#### DATASET CONTENT
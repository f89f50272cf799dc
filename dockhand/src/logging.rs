//! Development-time tracing for debugging the dispatcher.
//!
//! Diagnostics go to stderr only. Stdout carries reports and, in `serve` mode,
//! the response stream, so it must never receive log lines.

use tracing_subscriber::{EnvFilter, fmt, layer::SubscriberExt, util::SubscriberInitExt};

/// Initialize tracing subscriber for development logging.
///
/// Reads `RUST_LOG` env var. Defaults to `warn` if unset.
/// Output: stderr, compact format.
///
/// # Example
/// ```bash
/// RUST_LOG=dockhand=debug dockhand lint
/// ```
pub fn init() {
    let filter = EnvFilter::try_from_default_env().unwrap_or_else(|_| EnvFilter::new("warn"));

    tracing_subscriber::registry()
        .with(filter)
        .with(fmt::layer().with_writer(std::io::stderr).compact())
        .init();
}
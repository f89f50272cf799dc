//! Minimal structural checks for CI workflow files.

use serde_yaml::{Mapping, Value};

/// Parse a workflow document and return its structural diagnostics.
///
/// An empty vector means the workflow is valid. YAML syntax errors are
/// returned as `Err`.
pub fn lint_workflow(contents: &str) -> Result<Vec<String>, serde_yaml::Error> {
    let document: Value = serde_yaml::from_str(contents)?;
    let mut errors = Vec::new();

    match &document {
        Value::Mapping(root) => check_root(root, &mut errors),
        _ => errors.push("Workflow must be a mapping".to_string()),
    }

    let lowered = contents.to_lowercase();
    if lowered.contains("runs-on: self-hosted") && !lowered.contains("container:") {
        errors.push("Self-hosted runner without container specification".to_string());
    }

    Ok(errors)
}

fn check_root(root: &Mapping, errors: &mut Vec<String>) {
    // YAML 1.1 loaders read a bare `on` key as boolean true.
    if !root.contains_key("on") && !root.contains_key(Value::Bool(true)) {
        errors.push("Missing 'on' trigger definition".to_string());
    }

    let Some(jobs) = root.get("jobs") else {
        errors.push("Missing 'jobs' definition".to_string());
        return;
    };
    let Value::Mapping(jobs) = jobs else {
        errors.push("'jobs' must be a dictionary".to_string());
        return;
    };

    for (name, job) in jobs {
        let name = key_name(name);
        let Value::Mapping(job) = job else {
            errors.push(format!("Job '{name}' must be a dictionary"));
            continue;
        };
        if !job.contains_key("runs-on") {
            errors.push(format!("Job '{name}' missing 'runs-on'"));
        }
        if let Some(Value::Mapping(container)) = job.get("container")
            && !container.contains_key("image")
        {
            errors.push(format!("Job '{name}' container missing 'image'"));
        }
    }
}

fn key_name(key: &Value) -> String {
    match key {
        Value::String(s) => s.clone(),
        Value::Number(n) => n.to_string(),
        Value::Bool(b) => b.to_string(),
        other => format!("{other:?}"),
    }
}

#### WHAT YOU NEED TO DO
Return only the lines above that run from the opening line through the line containing "pub fn init()", exactly as written.

#### OUTPUT FOR THIS TASK
repository f89f50272cf799dc
filename dockhand/src/logging.rs
//! Development-time tracing for debugging the dispatcher.
//!
//! Diagnostics go to stderr only. Stdout carries reports and, in `serve` mode,
//! the response stream, so it must never receive log lines.

use tracing_subscriber::{EnvFilter, fmt, layer::SubscriberExt, util::SubscriberInitExt};

/// Initialize tracing subscriber for development logging.
///
/// Reads `RUST_LOG` env var. Defaults to `warn` if unset.
/// Output: stderr, compact format.
///
/// # Example
/// ```bash
/// RUST_LOG=dockhand=debug dockhand lint
/// ```
pub fn init() {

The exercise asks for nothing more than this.